How to complete this task:
Each line containing the word "Deserialize" must be copied from the material below.
>>
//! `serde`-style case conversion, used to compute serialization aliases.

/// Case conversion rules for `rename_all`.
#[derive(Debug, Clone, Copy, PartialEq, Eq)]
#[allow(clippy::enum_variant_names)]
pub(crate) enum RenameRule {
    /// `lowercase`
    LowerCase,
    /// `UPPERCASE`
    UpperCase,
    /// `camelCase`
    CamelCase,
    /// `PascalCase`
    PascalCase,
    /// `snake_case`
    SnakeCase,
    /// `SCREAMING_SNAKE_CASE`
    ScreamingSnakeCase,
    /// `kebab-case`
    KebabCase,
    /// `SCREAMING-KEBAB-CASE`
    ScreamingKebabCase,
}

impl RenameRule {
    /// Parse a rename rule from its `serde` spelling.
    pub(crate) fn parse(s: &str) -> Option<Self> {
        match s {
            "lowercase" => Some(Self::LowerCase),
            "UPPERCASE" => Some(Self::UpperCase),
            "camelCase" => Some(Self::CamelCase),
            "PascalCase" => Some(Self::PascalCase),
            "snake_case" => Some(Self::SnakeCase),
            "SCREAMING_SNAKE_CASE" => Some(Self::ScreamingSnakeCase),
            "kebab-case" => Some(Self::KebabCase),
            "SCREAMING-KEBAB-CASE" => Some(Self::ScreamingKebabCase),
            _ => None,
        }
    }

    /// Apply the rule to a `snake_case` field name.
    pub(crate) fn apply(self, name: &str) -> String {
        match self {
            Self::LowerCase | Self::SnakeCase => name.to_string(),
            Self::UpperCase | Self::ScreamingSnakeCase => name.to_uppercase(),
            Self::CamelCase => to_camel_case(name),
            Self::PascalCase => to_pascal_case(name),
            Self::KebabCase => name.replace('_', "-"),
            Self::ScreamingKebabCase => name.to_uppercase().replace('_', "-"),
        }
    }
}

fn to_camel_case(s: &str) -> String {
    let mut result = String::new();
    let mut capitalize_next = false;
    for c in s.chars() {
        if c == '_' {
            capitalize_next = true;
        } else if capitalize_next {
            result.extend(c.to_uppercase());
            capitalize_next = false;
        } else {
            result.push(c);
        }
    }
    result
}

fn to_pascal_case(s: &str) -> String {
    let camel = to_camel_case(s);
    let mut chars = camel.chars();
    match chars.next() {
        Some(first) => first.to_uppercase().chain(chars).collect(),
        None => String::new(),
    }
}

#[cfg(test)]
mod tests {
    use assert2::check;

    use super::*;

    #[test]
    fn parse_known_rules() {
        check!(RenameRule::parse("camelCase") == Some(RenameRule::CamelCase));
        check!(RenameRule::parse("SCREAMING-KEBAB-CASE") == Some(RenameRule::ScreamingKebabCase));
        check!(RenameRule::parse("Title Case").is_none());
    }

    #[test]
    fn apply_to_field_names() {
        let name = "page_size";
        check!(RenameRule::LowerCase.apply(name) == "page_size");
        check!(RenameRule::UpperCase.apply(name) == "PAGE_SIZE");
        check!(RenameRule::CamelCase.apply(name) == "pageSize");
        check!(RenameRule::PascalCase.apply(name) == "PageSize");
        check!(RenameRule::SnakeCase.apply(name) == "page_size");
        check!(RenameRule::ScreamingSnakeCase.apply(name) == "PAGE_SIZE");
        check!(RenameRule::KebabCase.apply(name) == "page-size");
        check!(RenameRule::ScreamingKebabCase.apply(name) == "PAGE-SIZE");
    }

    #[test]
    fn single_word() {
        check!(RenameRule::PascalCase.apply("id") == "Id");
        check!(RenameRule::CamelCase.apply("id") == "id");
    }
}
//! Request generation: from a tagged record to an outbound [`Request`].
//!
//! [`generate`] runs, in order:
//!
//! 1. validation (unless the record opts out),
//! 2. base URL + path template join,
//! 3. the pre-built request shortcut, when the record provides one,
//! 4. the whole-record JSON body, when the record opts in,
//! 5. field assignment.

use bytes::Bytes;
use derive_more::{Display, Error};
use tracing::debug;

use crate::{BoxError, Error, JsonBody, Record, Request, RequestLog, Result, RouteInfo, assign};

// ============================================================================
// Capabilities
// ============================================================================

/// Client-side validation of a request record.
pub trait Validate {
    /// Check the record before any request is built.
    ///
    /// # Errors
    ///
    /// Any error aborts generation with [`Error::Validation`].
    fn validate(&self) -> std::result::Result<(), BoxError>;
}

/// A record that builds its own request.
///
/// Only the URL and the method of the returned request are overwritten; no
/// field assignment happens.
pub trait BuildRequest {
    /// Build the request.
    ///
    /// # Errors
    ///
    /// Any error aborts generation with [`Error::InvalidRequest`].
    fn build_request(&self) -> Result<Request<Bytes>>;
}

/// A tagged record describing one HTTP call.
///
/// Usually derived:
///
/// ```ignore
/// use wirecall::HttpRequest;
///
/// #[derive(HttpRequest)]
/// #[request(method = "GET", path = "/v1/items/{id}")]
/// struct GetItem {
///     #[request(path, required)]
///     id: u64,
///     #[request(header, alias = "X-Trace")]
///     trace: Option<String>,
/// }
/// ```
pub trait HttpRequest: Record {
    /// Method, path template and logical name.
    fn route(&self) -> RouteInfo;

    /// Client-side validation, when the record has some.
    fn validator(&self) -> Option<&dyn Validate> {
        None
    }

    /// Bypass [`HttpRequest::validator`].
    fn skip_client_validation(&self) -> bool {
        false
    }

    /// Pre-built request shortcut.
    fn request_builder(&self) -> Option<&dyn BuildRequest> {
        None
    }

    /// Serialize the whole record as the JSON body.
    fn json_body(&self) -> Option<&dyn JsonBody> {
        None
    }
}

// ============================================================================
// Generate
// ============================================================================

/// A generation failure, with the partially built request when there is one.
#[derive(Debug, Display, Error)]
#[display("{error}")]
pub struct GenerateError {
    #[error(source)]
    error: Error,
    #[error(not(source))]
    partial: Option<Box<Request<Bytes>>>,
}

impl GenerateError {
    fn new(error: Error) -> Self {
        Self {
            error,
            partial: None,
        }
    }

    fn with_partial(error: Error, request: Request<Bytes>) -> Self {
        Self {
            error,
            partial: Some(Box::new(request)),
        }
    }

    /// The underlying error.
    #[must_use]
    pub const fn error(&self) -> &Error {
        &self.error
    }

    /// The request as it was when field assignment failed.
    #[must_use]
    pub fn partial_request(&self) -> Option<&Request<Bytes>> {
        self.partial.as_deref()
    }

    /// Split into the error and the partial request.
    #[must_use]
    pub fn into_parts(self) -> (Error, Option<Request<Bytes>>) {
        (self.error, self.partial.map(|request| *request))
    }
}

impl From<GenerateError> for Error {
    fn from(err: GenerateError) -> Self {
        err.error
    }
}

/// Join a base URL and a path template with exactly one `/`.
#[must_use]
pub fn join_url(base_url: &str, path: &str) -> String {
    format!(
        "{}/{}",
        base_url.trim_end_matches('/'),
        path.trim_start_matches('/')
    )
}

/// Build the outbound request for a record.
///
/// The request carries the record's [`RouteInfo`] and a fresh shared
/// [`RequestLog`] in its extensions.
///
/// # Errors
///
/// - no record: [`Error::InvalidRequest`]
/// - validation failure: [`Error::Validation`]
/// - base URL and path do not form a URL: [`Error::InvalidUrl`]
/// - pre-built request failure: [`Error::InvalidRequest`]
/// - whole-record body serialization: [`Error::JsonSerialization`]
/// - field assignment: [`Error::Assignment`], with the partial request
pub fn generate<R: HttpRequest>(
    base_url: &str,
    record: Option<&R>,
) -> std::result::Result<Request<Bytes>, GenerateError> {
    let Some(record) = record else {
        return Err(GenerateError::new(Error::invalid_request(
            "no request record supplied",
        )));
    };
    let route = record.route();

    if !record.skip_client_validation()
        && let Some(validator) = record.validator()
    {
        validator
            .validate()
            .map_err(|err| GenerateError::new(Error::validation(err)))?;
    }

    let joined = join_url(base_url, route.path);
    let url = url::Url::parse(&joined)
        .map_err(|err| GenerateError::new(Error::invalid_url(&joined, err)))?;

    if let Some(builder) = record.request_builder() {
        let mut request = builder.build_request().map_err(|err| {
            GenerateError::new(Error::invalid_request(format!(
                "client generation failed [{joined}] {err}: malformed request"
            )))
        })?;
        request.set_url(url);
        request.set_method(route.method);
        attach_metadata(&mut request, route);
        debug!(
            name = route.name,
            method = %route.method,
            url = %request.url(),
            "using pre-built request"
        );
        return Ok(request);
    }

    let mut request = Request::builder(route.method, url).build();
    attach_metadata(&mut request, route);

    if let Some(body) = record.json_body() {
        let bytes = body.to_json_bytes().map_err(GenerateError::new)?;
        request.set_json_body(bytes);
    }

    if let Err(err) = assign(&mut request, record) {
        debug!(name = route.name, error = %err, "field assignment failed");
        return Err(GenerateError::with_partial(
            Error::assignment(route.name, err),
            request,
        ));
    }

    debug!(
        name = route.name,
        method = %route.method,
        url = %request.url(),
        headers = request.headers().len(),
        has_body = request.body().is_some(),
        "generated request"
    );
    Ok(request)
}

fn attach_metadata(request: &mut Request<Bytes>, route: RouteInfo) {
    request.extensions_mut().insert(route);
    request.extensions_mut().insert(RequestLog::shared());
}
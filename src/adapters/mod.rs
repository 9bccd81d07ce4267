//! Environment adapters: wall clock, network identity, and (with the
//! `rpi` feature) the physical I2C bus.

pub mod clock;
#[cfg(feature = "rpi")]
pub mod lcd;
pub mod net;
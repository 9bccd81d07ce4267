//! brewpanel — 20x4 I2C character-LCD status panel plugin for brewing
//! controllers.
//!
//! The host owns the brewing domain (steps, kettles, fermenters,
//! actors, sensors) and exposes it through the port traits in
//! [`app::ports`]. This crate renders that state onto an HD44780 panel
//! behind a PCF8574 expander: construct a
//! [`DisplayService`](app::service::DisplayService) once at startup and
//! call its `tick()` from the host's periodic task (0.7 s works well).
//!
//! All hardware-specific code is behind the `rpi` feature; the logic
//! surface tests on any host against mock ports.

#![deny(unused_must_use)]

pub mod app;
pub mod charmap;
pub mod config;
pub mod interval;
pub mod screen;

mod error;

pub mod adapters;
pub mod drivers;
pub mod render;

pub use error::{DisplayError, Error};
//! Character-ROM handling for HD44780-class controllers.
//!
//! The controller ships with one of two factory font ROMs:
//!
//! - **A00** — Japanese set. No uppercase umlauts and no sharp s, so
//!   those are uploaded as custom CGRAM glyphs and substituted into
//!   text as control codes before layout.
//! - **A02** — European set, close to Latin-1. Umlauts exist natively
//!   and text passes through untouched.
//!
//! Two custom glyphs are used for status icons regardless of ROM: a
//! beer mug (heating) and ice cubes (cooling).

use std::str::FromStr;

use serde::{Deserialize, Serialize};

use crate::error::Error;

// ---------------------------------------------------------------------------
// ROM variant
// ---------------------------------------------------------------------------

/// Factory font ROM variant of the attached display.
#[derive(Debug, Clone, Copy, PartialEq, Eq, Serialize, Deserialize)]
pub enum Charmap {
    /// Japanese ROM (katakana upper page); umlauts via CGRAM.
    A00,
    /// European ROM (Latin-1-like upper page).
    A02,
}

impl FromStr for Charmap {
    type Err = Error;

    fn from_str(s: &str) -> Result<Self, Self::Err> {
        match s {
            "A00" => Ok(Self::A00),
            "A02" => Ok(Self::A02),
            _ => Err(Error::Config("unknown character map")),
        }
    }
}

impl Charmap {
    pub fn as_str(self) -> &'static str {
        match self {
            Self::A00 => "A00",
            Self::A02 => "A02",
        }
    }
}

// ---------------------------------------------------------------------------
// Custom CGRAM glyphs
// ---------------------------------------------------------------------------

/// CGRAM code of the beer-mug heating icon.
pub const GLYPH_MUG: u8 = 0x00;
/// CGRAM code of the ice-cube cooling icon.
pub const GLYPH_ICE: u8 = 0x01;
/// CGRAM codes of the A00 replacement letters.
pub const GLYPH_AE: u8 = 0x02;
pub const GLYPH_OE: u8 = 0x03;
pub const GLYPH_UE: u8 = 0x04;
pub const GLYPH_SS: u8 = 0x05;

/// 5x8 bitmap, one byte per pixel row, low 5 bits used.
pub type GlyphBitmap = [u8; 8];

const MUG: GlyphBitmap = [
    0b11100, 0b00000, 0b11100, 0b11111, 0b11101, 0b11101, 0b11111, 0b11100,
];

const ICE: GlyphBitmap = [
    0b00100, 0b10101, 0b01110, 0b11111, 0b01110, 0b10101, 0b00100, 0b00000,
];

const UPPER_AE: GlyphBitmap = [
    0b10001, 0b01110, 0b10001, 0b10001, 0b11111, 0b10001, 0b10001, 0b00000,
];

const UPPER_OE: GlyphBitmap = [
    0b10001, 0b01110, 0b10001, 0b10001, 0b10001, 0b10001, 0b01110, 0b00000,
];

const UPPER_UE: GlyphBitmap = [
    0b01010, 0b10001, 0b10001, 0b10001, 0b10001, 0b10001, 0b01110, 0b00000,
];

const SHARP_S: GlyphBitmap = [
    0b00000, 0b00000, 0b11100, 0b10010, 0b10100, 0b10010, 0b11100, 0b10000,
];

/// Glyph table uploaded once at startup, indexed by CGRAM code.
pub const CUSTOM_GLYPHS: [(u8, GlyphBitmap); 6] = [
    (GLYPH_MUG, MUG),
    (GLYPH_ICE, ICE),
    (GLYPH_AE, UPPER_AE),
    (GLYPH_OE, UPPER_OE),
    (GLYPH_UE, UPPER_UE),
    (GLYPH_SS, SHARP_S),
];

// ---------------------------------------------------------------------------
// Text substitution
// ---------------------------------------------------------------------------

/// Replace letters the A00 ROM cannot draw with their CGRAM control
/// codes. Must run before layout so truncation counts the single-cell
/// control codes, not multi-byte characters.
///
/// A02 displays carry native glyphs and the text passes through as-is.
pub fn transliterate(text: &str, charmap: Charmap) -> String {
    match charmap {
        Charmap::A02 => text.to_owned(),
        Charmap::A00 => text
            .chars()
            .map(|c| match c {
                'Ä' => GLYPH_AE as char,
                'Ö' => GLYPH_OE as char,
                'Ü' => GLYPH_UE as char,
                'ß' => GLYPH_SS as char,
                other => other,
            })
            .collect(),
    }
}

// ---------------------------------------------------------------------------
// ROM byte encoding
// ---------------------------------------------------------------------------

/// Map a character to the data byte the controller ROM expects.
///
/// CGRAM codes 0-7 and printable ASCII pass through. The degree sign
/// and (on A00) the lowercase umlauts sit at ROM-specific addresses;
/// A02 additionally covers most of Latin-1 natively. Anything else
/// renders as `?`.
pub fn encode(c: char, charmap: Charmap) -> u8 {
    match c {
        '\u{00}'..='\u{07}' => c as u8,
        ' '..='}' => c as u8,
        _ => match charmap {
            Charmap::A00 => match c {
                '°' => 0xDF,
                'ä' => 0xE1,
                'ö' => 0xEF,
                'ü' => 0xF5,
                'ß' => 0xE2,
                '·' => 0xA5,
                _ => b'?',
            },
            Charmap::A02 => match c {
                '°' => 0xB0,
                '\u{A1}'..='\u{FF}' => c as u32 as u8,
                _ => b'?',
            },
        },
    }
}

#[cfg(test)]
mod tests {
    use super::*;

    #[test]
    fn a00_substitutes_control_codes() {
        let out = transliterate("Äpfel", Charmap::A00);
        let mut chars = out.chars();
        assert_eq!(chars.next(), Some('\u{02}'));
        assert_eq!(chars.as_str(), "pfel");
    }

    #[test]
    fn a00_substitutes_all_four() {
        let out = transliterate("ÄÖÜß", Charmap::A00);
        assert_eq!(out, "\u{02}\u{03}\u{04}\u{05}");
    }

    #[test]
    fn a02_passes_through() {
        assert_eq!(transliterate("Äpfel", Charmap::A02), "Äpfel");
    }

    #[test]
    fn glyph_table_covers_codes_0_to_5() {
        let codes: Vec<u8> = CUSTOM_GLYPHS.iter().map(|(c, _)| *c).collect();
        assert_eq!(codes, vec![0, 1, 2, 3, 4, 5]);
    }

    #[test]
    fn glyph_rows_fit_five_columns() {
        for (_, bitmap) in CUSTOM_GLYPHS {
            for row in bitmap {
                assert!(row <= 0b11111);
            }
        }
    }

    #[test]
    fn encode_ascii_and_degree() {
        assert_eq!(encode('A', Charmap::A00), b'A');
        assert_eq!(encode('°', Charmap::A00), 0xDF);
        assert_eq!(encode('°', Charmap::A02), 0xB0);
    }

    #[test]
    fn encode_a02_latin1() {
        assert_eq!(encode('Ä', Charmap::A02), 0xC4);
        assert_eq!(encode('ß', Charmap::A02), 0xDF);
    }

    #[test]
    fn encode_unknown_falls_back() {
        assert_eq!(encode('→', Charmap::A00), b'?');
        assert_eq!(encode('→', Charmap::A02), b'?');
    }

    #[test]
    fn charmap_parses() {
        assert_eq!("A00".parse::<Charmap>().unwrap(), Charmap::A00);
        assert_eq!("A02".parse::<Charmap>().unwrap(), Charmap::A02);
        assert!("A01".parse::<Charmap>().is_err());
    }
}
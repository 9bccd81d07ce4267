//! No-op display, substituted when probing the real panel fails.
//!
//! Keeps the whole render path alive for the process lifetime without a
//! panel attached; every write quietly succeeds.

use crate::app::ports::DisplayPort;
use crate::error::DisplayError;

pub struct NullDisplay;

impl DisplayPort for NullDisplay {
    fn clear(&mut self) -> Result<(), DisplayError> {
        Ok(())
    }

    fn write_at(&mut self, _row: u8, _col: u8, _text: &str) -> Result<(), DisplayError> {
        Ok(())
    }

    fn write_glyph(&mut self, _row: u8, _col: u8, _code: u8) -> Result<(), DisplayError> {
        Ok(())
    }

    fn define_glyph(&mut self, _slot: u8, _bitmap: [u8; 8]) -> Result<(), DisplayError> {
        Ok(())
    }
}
<<
Result of the exercise:
use serde::{Deserialize, Serialize};
#[derive(Debug, Clone, Copy, PartialEq, Eq, Serialize, Deserialize)]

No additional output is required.